Task objective
Pick each line that has "crate" out of the records.

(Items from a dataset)
=== Begin Enclosure ===
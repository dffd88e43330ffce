//! Dashboard statistics.

use std::collections::BTreeMap;

use axum::{Json, Router, extract::State, routing::get};
use serde::Serialize;

use crate::middleware::RequireAuth;
use crate::models::{Inquiry, Order};
use crate::routes::DataResponse;
use crate::snapshot::{BusinessSnapshot, SnapshotProvider};
use crate::state::AppState;

/// Number of recent orders and inquiries shown on the dashboard.
const RECENT: usize = 5;

/// Build the stats router.
pub fn router() -> Router<AppState> {
    Router::new().route("/api/stats", get(stats))
}

/// Dashboard figures.
#[derive(Debug, Serialize)]
#[serde(rename_all = "camelCase")]
pub struct Stats {
    pub total_customers: usize,
    pub total_orders: usize,
    pub total_inquiries: usize,
    pub pending_orders: usize,
    pub new_inquiries: usize,
    pub customer_countries: BTreeMap<String, usize>,
    pub recent_orders: Vec<Order>,
    pub recent_inquiries: Vec<Inquiry>,
}

impl From<&BusinessSnapshot> for Stats {
    fn from(snapshot: &BusinessSnapshot) -> Self {
        Self {
            total_customers: snapshot.customers.len(),
            total_orders: snapshot.orders.len(),
            total_inquiries: snapshot.inquiries.len(),
            pending_orders: snapshot.pending_orders(),
            new_inquiries: snapshot.new_inquiries(),
            customer_countries: snapshot.customers_by_country(),
            recent_orders: snapshot.recent_orders(RECENT).into_iter().cloned().collect(),
            recent_inquiries: snapshot
                .recent_inquiries(RECENT)
                .into_iter()
                .cloned()
                .collect(),
        }
    }
}

async fn stats(
    State(state): State<AppState>,
    RequireAuth(_): RequireAuth,
) -> Json<DataResponse<Stats>> {
    let snapshot = state.store().snapshot();
    Json(DataResponse::new(Stats::from(&snapshot)))
}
=== End Enclosure ===
Result
use crate::middleware::RequireAuth;
use crate::models::{Inquiry, Order};
use crate::routes::DataResponse;
use crate::snapshot::{BusinessSnapshot, SnapshotProvider};
use crate::state::AppState;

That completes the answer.